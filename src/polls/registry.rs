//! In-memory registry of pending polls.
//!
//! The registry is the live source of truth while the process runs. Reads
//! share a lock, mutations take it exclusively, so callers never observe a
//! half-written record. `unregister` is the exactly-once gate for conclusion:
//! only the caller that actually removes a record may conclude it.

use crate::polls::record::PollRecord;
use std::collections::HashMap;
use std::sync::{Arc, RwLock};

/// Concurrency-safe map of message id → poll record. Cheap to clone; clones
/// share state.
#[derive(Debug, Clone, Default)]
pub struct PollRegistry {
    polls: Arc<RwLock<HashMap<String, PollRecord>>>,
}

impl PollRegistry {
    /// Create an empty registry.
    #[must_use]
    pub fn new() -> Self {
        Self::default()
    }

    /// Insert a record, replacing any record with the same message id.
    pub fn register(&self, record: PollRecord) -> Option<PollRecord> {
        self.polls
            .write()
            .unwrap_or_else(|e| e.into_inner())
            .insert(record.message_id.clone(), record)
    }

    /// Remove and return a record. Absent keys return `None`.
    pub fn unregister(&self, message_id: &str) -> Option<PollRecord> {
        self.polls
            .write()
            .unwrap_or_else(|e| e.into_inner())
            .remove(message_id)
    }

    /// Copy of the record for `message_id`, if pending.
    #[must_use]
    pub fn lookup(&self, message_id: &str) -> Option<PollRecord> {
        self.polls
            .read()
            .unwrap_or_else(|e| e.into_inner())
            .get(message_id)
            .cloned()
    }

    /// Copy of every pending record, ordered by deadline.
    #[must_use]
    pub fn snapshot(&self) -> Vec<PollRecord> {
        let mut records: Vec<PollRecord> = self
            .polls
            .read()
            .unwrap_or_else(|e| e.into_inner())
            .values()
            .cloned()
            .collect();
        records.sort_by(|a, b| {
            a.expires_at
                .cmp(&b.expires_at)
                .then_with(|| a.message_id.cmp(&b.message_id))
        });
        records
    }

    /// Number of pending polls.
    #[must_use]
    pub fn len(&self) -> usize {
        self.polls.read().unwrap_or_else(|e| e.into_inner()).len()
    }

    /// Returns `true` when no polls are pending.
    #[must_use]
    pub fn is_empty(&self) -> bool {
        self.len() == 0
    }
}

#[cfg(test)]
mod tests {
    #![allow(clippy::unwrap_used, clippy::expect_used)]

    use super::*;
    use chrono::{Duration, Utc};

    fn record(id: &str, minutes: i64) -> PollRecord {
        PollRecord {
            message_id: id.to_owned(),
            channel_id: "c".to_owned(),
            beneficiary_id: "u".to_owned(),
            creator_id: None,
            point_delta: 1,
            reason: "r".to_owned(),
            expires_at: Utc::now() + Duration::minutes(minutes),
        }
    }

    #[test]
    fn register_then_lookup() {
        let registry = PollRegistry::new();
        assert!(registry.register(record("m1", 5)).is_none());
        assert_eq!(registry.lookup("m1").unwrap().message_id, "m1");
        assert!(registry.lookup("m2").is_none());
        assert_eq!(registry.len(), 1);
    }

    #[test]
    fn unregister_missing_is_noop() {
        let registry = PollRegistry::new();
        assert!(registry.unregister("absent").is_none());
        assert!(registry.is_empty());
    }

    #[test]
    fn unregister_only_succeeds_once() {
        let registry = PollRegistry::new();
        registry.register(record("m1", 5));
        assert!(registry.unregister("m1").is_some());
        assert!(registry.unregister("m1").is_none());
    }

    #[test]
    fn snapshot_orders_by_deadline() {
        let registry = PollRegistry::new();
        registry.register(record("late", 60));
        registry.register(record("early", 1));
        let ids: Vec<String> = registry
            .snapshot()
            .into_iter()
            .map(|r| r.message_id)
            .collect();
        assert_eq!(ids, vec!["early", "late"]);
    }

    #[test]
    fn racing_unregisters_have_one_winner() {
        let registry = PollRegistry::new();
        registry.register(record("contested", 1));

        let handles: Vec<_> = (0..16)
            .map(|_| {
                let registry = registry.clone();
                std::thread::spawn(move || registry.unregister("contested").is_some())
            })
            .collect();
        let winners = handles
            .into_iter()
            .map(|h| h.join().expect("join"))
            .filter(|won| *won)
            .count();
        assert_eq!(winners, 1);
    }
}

══════

Read the data above and pull out each line that holds the string "early".

        registry.register(record("early", 1));
        assert_eq!(ids, vec!["early", "late"]);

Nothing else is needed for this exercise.